Die Haltung des Films und somit die zweite Botschaft steht außer Frage, was schade ist, denn auf diese Weise kommt es gar nicht erst zu einer fundierten Auseinandersetzung. Sandras Verbündeter ist Martinas Hausarzt (Thilo Prothmann), der bestätigt, dass die Mutter nicht gewollt hätte, womöglich jahrelang künstlich am Leben erhalten zu werden. Ungeschönt lässt Stöckle den Mann beschreiben, welches Schicksal die Patientin erwartet. Weil sich die Handlung über einen längeren Zeitraum erstreckt, kommt es so, wie er prognostiziert hat: Die Zähne fallen aus, es bilden sich Druckgeschwüre, die Organe versagen. Abgesehen vom kurzen Prolog hat die Schauspielerin Hedi Kriegeskotte auf den ersten Blick nicht mehr zu tun, als unbeweglich auf dem Bett zu liegen, aber die scheinbar starre Mimik wandelt sich kaum merklich. Das Maskenbild, das Martinas körperlichen Verfall dokumentiert, ist preiswürdig.

Ein weiteres Manko neben der erwartbaren Besetzung – eine umgekehrte Rollenverteilung wäre viel interessanter gewesen – ist die unnötige Überzeichnung Ulrikes. Aus unerfindlichen Gründen tun sich Fernsehfilme oft schwer, Religiosität objektiv darzustellen. Silke Bodenbender hat eine ganz ähnliche Figur bereits in dem Krimi „Ein Kind wird gesucht“ (2018) verkörpert: eine Mutter, die aufgrund ihres unerschütterlichen Gottvertrauens wunderlich wirkte. Stöckle versieht die Rolle mit weiteren Attributen, die Ulrike als weltfremd erscheinen lassen: Sie hofft auf ein Wunder und möchte ihre Mutter homöopathisch behandeln lassen, was Sandra selbstredend für Humbug hält.

Die christliche Einrichtung wiederum, in der Martina zur Pflege untergebracht wird, ist offenbar allein am Mammon interessiert; Koma-Patienten, vermittelt das Drehbuch, werden nur deshalb am Leben erhalten, weil die Heime auf diese Weise kräftig Kasse machen. Die Leiterin (Anna Grisebach) ist entsprechend unsympathisch.
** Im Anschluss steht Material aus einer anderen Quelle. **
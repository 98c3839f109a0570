//! Deterministic simulation harness for the break coordinator.
//!
//! Drives a [`BreakCoordinator`] over a [`ManualClock`] in fixed steps and
//! records every event and directive with its offset from the start. Scripted
//! signals fire at given offsets, which makes whole work/break cycles
//! reproducible without waiting in real time.

use chrono::{DateTime, Utc};
use serde::{Deserialize, Serialize};

use crate::coordinator::BreakCoordinator;
use crate::events::Event;
use crate::ipc::{Directive, DisplayId, Signal};
use crate::storage::Settings;
use crate::timer::{Clock, ManualClock, Phase};

/// Default poll step, matching the runtime's refresh interval.
pub const DEFAULT_STEP_MS: i64 = 100;

/// Longest span a single [`Simulation::advance`] call covers: one week.
pub const MAX_ADVANCE_SECS: i64 = 7 * 24 * 60 * 60;

#[derive(Debug, Clone, PartialEq, Serialize, Deserialize)]
#[serde(tag = "kind", rename_all = "snake_case")]
pub enum RecordEntry {
    Event { event: Event },
    Directive { directive: Directive },
}

/// One log line: what happened, and when relative to the start.
#[derive(Debug, Clone, PartialEq, Serialize, Deserialize)]
pub struct SimulationRecord {
    pub offset_ms: i64,
    #[serde(flatten)]
    pub entry: RecordEntry,
}

#[derive(Debug, Clone, PartialEq, Eq, Serialize, Deserialize)]
pub struct ScriptedSignal {
    pub at_secs: i64,
    pub signal: Signal,
}

pub struct Simulation {
    clock: ManualClock,
    started_at: DateTime<Utc>,
    coordinator: BreakCoordinator<ManualClock>,
    script: Vec<ScriptedSignal>,
    log: Vec<SimulationRecord>,
    step_ms: i64,
}

impl Simulation {
    /// Fresh coordinator with `displays` attached, starting at `start`.
    pub fn new(settings: Settings, displays: u32, start: DateTime<Utc>) -> Self {
        let clock = ManualClock::new(start);
        let mut coordinator = BreakCoordinator::new(settings, clock.clone());
        for n in 0..displays {
            coordinator.attach_display(DisplayId(n));
        }
        let mut sim = Self {
            clock,
            started_at: start,
            coordinator,
            script: Vec::new(),
            log: Vec::new(),
            step_ms: DEFAULT_STEP_MS,
        };
        sim.collect();
        sim
    }

    pub fn with_step_ms(mut self, step_ms: i64) -> Self {
        self.step_ms = step_ms.max(1);
        self
    }

    /// Queue `signal` to be delivered once `at_secs` have elapsed.
    pub fn schedule(&mut self, at_secs: i64, signal: Signal) {
        self.script.push(ScriptedSignal { at_secs, signal });
        self.script.sort_by_key(|s| s.at_secs);
    }

    /// Deliver a signal now.
    pub fn signal(&mut self, signal: Signal) {
        self.coordinator.handle(signal);
        self.collect();
    }

    /// Advance simulated time by `secs`, ticking every step and delivering
    /// scripted signals when their offset is reached. `secs` is clamped to
    /// `0..=MAX_ADVANCE_SECS`.
    pub fn advance(&mut self, secs: i64) {
        let span_ms = secs.clamp(0, MAX_ADVANCE_SECS) * 1000;
        let target_ms = self.elapsed_ms().saturating_add(span_ms);
        while self.elapsed_ms() < target_ms {
            let step = self.step_ms.min(target_ms - self.elapsed_ms());
            self.clock.advance_ms(step);
            self.deliver_due();
            self.coordinator.tick();
            self.collect();
        }
    }

    pub fn elapsed_ms(&self) -> i64 {
        (self.clock.now() - self.started_at).num_milliseconds()
    }

    pub fn phase(&self) -> Phase {
        self.coordinator.phase()
    }

    pub fn coordinator(&self) -> &BreakCoordinator<ManualClock> {
        &self.coordinator
    }

    pub fn log(&self) -> &[SimulationRecord] {
        &self.log
    }

    pub fn into_log(self) -> Vec<SimulationRecord> {
        self.log
    }

    /// Events recorded so far, in order.
    pub fn events(&self) -> impl Iterator<Item = &Event> {
        self.log.iter().filter_map(|r| match &r.entry {
            RecordEntry::Event { event } => Some(event),
            RecordEntry::Directive { .. } => None,
        })
    }

    /// Directives recorded so far, in order.
    pub fn directives(&self) -> impl Iterator<Item = &Directive> {
        self.log.iter().filter_map(|r| match &r.entry {
            RecordEntry::Directive { directive } => Some(directive),
            RecordEntry::Event { .. } => None,
        })
    }

    fn deliver_due(&mut self) {
        let elapsed = self.elapsed_ms();
        while self
            .script
            .first()
            .is_some_and(|s| s.at_secs.saturating_mul(1000) <= elapsed)
        {
            let scripted = self.script.remove(0);
            self.coordinator.handle(scripted.signal);
        }
    }

    fn collect(&mut self) {
        let offset_ms = self.elapsed_ms();
        for event in self.coordinator.drain_events() {
            self.log.push(SimulationRecord {
                offset_ms,
                entry: RecordEntry::Event { event },
            });
        }
        for directive in self.coordinator.drain_directives() {
            self.log.push(SimulationRecord {
                offset_ms,
                entry: RecordEntry::Directive { directive },
            });
        }
    }
}

#[cfg(test)]
mod tests {
    use super::*;

    fn start() -> DateTime<Utc> {
        DateTime::from_timestamp(1_760_000_000, 0).unwrap()
    }

    #[test]
    fn break_starts_at_work_interval() {
        let mut sim = Simulation::new(Settings::default(), 1, start());
        sim.advance(1199);
        assert_eq!(sim.phase(), Phase::Working);
        sim.advance(1);
        assert_eq!(sim.phase(), Phase::OnBreak);

        let started = sim
            .log()
            .iter()
            .find(|r| matches!(r.entry, RecordEntry::Event { event: Event::BreakStarted { .. } }))
            .unwrap();
        assert_eq!(started.offset_ms, 1_200_000);
    }

    #[test]
    fn scripted_signals_fire_at_offset() {
        let mut sim = Simulation::new(Settings::default(), 1, start());
        sim.schedule(10, Signal::StartBreak);
        sim.schedule(40, Signal::BreakEnded);
        sim.advance(15);
        assert_eq!(sim.phase(), Phase::OnBreak);
        sim.advance(30);
        assert_eq!(sim.phase(), Phase::Working);
        assert_eq!(sim.coordinator().stats().breaks_taken, 1);
    }

    #[test]
    fn far_future_signal_stays_queued() {
        let mut sim = Simulation::new(Settings::default(), 1, start());
        sim.schedule(i64::MAX / 100, Signal::StartBreak);
        sim.schedule(i64::MAX, Signal::BreakEnded);
        sim.advance(1);
        assert_eq!(sim.phase(), Phase::Working);
        assert_eq!(sim.elapsed_ms(), 1000);
        assert!(sim.events().all(|e| !matches!(e, Event::BreakStarted { .. })));
    }

    #[test]
    fn advance_clamps_its_span() {
        let mut sim = Simulation::new(Settings::default(), 1, start()).with_step_ms(60_000);
        sim.advance(-5);
        assert_eq!(sim.elapsed_ms(), 0);
        sim.advance(i64::MAX);
        assert_eq!(sim.elapsed_ms(), MAX_ADVANCE_SECS * 1000);
    }

    #[test]
    fn coarse_steps_still_break_on_time() {
        let mut sim = Simulation::new(Settings::default(), 1, start()).with_step_ms(1000);
        sim.advance(1200);
        assert_eq!(sim.phase(), Phase::OnBreak);
        let started = sim
            .log()
            .iter()
            .find(|r| matches!(r.entry, RecordEntry::Event { event: Event::BreakStarted { .. } }))
            .unwrap();
        assert_eq!(started.offset_ms, 1_200_000);
    }

    #[test]
    fn log_serializes_as_flat_records() {
        let mut sim = Simulation::new(Settings::default(), 1, start());
        sim.signal(Signal::StartBreak);
        let json = serde_json::to_value(sim.log()).unwrap();
        let first = &json.as_array().unwrap()[0];
        assert!(first.get("offset_ms").is_some());
        assert!(first.get("kind").is_some());
    }
}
Dass eine Schwester den von Ulrikes Sohn gebastelten Traumfänger als „dummen heidnischen Brauch“ bezeichnet und in den Müll wirft, ist ein weiterer unnötiger Mosaikstein.
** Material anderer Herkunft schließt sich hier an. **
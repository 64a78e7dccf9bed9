//! Per-message processing context
//!
//! A [`MessageContext`] lives for exactly one receive/handle/commit cycle.
//! The receiver wires commit and rollback hooks onto it, so the processing
//! pipeline never needs to know which transport it is talking to. Whatever the
//! exit path, dropping the context rolls back an unresolved transaction and
//! runs the cleanup hooks exactly once.

use parking_lot::RwLock;
use std::panic::{self, AssertUnwindSafe};
use std::sync::atomic::{AtomicBool, Ordering};
use std::sync::Arc;
use std::time::Duration;
use tracing::{error, warn};
use wq_common::{CancellationToken, CorrelationId, HeartBeatStatus, Headers, MessageId, ReceivedMessage};

use crate::Result;

/// Why a message is being handed back to the transport
#[derive(Debug, Clone, Copy, PartialEq, Eq)]
pub enum RollbackReason {
    /// Handler failed; make the message visible again after `delay` and
    /// count the attempt
    Retry { delay: Duration },
    /// Processing was abandoned (cancellation, shutdown); release without
    /// counting an attempt
    Abandon,
}

pub type CommitHook = Box<dyn FnOnce() -> Result<()> + Send>;
pub type RollbackHook = Box<dyn FnOnce(RollbackReason) -> Result<()> + Send>;
pub type CleanupHook = Box<dyn FnOnce() + Send>;

/// Heartbeat state shared between the heartbeat worker and user code
#[derive(Default)]
pub struct HeartBeatNotification {
    status: RwLock<Option<HeartBeatStatus>>,
    error: RwLock<Option<String>>,
    /// Cancelled once when a heartbeat update fails
    cancel: CancellationToken,
    failed: AtomicBool,
}

impl HeartBeatNotification {
    pub fn new() -> Self {
        Self::default()
    }

    /// Most recent heartbeat result
    pub fn status(&self) -> Option<HeartBeatStatus> {
        self.status.read().clone()
    }

    pub fn set_status(&self, status: HeartBeatStatus) {
        *self.status.write() = Some(status);
    }

    pub fn error(&self) -> Option<String> {
        self.error.read().clone()
    }

    /// Signalled when the heartbeat for this message failed
    pub fn cancellation_token(&self) -> &CancellationToken {
        &self.cancel
    }

    /// Record a heartbeat failure. Only the first failure is kept and cancels
    /// the token; returns true for that call.
    pub fn fail(&self, reason: impl Into<String>) -> bool {
        if self
            .failed
            .compare_exchange(false, true, Ordering::AcqRel, Ordering::Acquire)
            .is_err()
        {
            return false;
        }
        *self.error.write() = Some(reason.into());
        self.cancel.cancel();
        true
    }

    pub fn has_failed(&self) -> bool {
        self.failed.load(Ordering::Acquire)
    }
}

/// What user code sees about the worker processing its message
pub struct WorkerNotification {
    worker_name: String,
    queue_name: String,
    stop: CancellationToken,
    cancel: CancellationToken,
    transport_supports_rollback: bool,
    heart_beat: HeartBeatNotification,
    span: tracing::Span,
}

impl WorkerNotification {
    pub fn new(
        worker_name: impl Into<String>,
        queue_name: impl Into<String>,
        stop: CancellationToken,
        cancel: CancellationToken,
        transport_supports_rollback: bool,
    ) -> Self {
        Self {
            worker_name: worker_name.into(),
            queue_name: queue_name.into(),
            stop,
            cancel,
            transport_supports_rollback,
            heart_beat: HeartBeatNotification::new(),
            span: tracing::Span::current(),
        }
    }

    pub fn worker_name(&self) -> &str {
        &self.worker_name
    }

    pub fn queue_name(&self) -> &str {
        &self.queue_name
    }

    /// Fires when the worker should stop taking new work
    pub fn stop_token(&self) -> &CancellationToken {
        &self.stop
    }

    /// Fires when in-flight work should be aborted
    pub fn cancel_token(&self) -> &CancellationToken {
        &self.cancel
    }

    pub fn transport_supports_rollback(&self) -> bool {
        self.transport_supports_rollback
    }

    pub fn heart_beat(&self) -> &HeartBeatNotification {
        &self.heart_beat
    }

    /// The worker's tracing span, for handlers that spawn their own work
    pub fn span(&self) -> &tracing::Span {
        &self.span
    }

    /// True when in-flight work should be abandoned, either because the pool
    /// is cancelling or the heartbeat for this message died
    pub fn should_abort(&self) -> bool {
        self.cancel.is_cancelled() || self.heart_beat.cancellation_token().is_cancelled()
    }
}

/// Scoped state for a single message
pub struct MessageContext {
    message_id: Option<MessageId>,
    correlation_id: Option<CorrelationId>,
    headers: Headers,
    notification: Arc<WorkerNotification>,
    commit: Option<CommitHook>,
    rollback: Option<RollbackHook>,
    cleanup: Vec<CleanupHook>,
}

impl MessageContext {
    pub fn new(notification: Arc<WorkerNotification>) -> Self {
        Self {
            message_id: None,
            correlation_id: None,
            headers: Headers::new(),
            notification,
            commit: None,
            rollback: None,
            cleanup: Vec::new(),
        }
    }

    /// Bind the context to a received message
    pub fn set_message(&mut self, message: &ReceivedMessage) {
        self.message_id = Some(message.id.clone());
        self.correlation_id = Some(message.correlation_id.clone());
        self.headers = message.headers.clone();
    }

    /// Bind only an id, for messages that could not be fully read
    pub fn set_message_id(&mut self, message_id: MessageId) {
        self.message_id = Some(message_id);
    }

    pub fn message_id(&self) -> Option<&MessageId> {
        self.message_id.as_ref()
    }

    pub fn correlation_id(&self) -> Option<&CorrelationId> {
        self.correlation_id.as_ref()
    }

    pub fn headers(&self) -> &Headers {
        &self.headers
    }

    pub fn notification(&self) -> &Arc<WorkerNotification> {
        &self.notification
    }

    pub fn register_commit(&mut self, hook: CommitHook) {
        self.commit = Some(hook);
    }

    pub fn register_rollback(&mut self, hook: RollbackHook) {
        self.rollback = Some(hook);
    }

    pub fn register_cleanup(&mut self, hook: CleanupHook) {
        self.cleanup.push(hook);
    }

    /// A commit or rollback is still pending
    pub fn has_transaction(&self) -> bool {
        self.commit.is_some() || self.rollback.is_some()
    }

    /// Finalize the message. Without a registered hook this is a no-op.
    ///
    /// The rollback hook survives a failed commit, so the message can still
    /// be rolled back or released when the context is dropped.
    pub fn commit(&mut self) -> Result<()> {
        if let Some(hook) = self.commit.take() {
            hook()?;
        }
        self.rollback = None;
        Ok(())
    }

    /// Release the message back to the transport
    pub fn rollback(&mut self, reason: RollbackReason) -> Result<()> {
        self.commit = None;
        match self.rollback.take() {
            Some(hook) => hook(reason),
            None => Ok(()),
        }
    }

    /// Forget the pending transaction, e.g. after the message has been moved
    /// to the error store
    pub fn discard_transaction(&mut self) {
        self.commit = None;
        self.rollback = None;
    }
}

impl Drop for MessageContext {
    fn drop(&mut self) {
        if let Some(hook) = self.rollback.take() {
            self.commit = None;
            match panic::catch_unwind(AssertUnwindSafe(|| hook(RollbackReason::Abandon))) {
                Ok(Ok(())) => {}
                Ok(Err(e)) => warn!(
                    message_id = ?self.message_id,
                    error = %e,
                    "Rollback of unresolved message failed"
                ),
                Err(_) => error!(message_id = ?self.message_id, "Rollback hook panicked"),
            }
        }

        for hook in self.cleanup.drain(..) {
            if panic::catch_unwind(AssertUnwindSafe(hook)).is_err() {
                error!(message_id = ?self.message_id, "Cleanup hook panicked");
            }
        }
    }
}

#[cfg(test)]
mod tests {
    use super::*;
    use chrono::Utc;
    use parking_lot::Mutex;
    use std::sync::atomic::AtomicU32;
    use crate::TransportError;

    fn notification() -> Arc<WorkerNotification> {
        Arc::new(WorkerNotification::new(
            "worker-1",
            "orders",
            CancellationToken::new(),
            CancellationToken::new(),
            true,
        ))
    }

    fn received(id: &str) -> ReceivedMessage {
        ReceivedMessage {
            id: MessageId::from(id),
            correlation_id: CorrelationId::from("corr"),
            body: b"{}".to_vec(),
            headers: Headers::new(),
            retry_count: 0,
            enqueued_at: Utc::now(),
        }
    }

    #[test]
    fn test_drop_rolls_back_unresolved_message() {
        let reasons = Arc::new(Mutex::new(Vec::new()));
        {
            let mut ctx = MessageContext::new(notification());
            ctx.set_message(&received("m-1"));
            let captured = reasons.clone();
            ctx.register_rollback(Box::new(move |reason| {
                captured.lock().push(reason);
                Ok(())
            }));
        }
        assert_eq!(*reasons.lock(), vec![RollbackReason::Abandon]);
    }

    #[test]
    fn test_failed_commit_keeps_rollback() {
        let reasons = Arc::new(Mutex::new(Vec::new()));
        {
            let mut ctx = MessageContext::new(notification());
            ctx.set_message(&received("m-1"));
            ctx.register_commit(Box::new(|| Err(TransportError::Commit("db locked".to_string()))));
            let captured = reasons.clone();
            ctx.register_rollback(Box::new(move |reason| {
                captured.lock().push(reason);
                Ok(())
            }));

            assert!(matches!(ctx.commit(), Err(TransportError::Commit(_))));
            assert!(ctx.has_transaction());
            assert!(reasons.lock().is_empty());
        }
        assert_eq!(*reasons.lock(), vec![RollbackReason::Abandon]);
    }

    #[test]
    fn test_commit_clears_rollback() {
        let rollbacks = Arc::new(AtomicU32::new(0));
        let commits = Arc::new(AtomicU32::new(0));
        {
            let mut ctx = MessageContext::new(notification());
            let c = commits.clone();
            let r = rollbacks.clone();
            ctx.register_commit(Box::new(move || {
                c.fetch_add(1, Ordering::SeqCst);
                Ok(())
            }));
            ctx.register_rollback(Box::new(move |_| {
                r.fetch_add(1, Ordering::SeqCst);
                Ok(())
            }));
            ctx.commit().unwrap();
            assert!(!ctx.has_transaction());
        }
        assert_eq!(commits.load(Ordering::SeqCst), 1);
        assert_eq!(rollbacks.load(Ordering::SeqCst), 0);
    }

    #[test]
    fn test_cleanup_runs_once_even_after_panic() {
        let cleanups = Arc::new(AtomicU32::new(0));
        let c = cleanups.clone();
        let result = std::panic::catch_unwind(AssertUnwindSafe(move || {
            let mut ctx = MessageContext::new(notification());
            ctx.register_cleanup(Box::new(move || {
                c.fetch_add(1, Ordering::SeqCst);
            }));
            panic!("handler blew up");
        }));
        assert!(result.is_err());
        assert_eq!(cleanups.load(Ordering::SeqCst), 1);
    }

    #[test]
    fn test_heartbeat_failure_signals_once() {
        let heart_beat = HeartBeatNotification::new();
        assert!(heart_beat.fail("timeout"));
        assert!(!heart_beat.fail("second failure"));
        assert!(heart_beat.cancellation_token().is_cancelled());
        assert_eq!(heart_beat.error().as_deref(), Some("timeout"));
    }
}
Trotzdem ist „Bring mich nach Hause“ unbedingt sehenswert, weil sich der gerade von den beiden Hauptdarstellerinnen vorzüglich gespielte Film sehr seriös und umfassend mit seinem Thema auseinandersetzt. Die enorme finanzielle, physische und psychische Belastung einer Pflege daheim wird ebenso angesprochen wie die diffizile juristische Seite.

Außerdem reduziert das Drama die beiden Frauen nicht allein auf den Konflikt. Sandra, die unter einer kürzlich vorgenommenen Abtreibung leidet, opfert der Sorge um die Mutter den größten Erfolg ihrer Karriere als Astrophysikerin. Ulrike wiederum, die schließlich einsieht, dass Martinas Zustand immer würdeloser wird, wird von ihrem Mann (Christian Erdmann) als Mörderin beschimpft.

Stöckle hat unter anderem mehrere ausgezeichnete Drehbücher zu ähnlich schwierigen Themen für den Regisseur Johannes Fabrick geschrieben, darunter das Drama „Pass gut auf ihn auf!“ (2013), in dem eine krebskranke junge Frau eine neue Gefährtin für ihren Mann sucht; in „Nie mehr wie es war“ (2017) findet ein Vater heraus, dass er 16 Jahre lang ein Kuckuckskind groß gezogen hat.

Die große Stärke ihrer jüngsten und von „Kommissarin Heller“-Regisseurin Christiane Balthasar angemessen zurückhaltend umgesetzten Arbeit ist die Empathie, mit der sie den jederzeit nachvollziehbaren Konflikt der Schwestern schildert. Sie verkörpern das Dilemma, in dem sich jeder Mensch befindet, der in eine ähnliche Situation gerät: abschalten oder nicht? In der anschließenden Dokumentation „Zwischen den Welten“ werden die medizinischen und juristischen Details des Themas vertieft.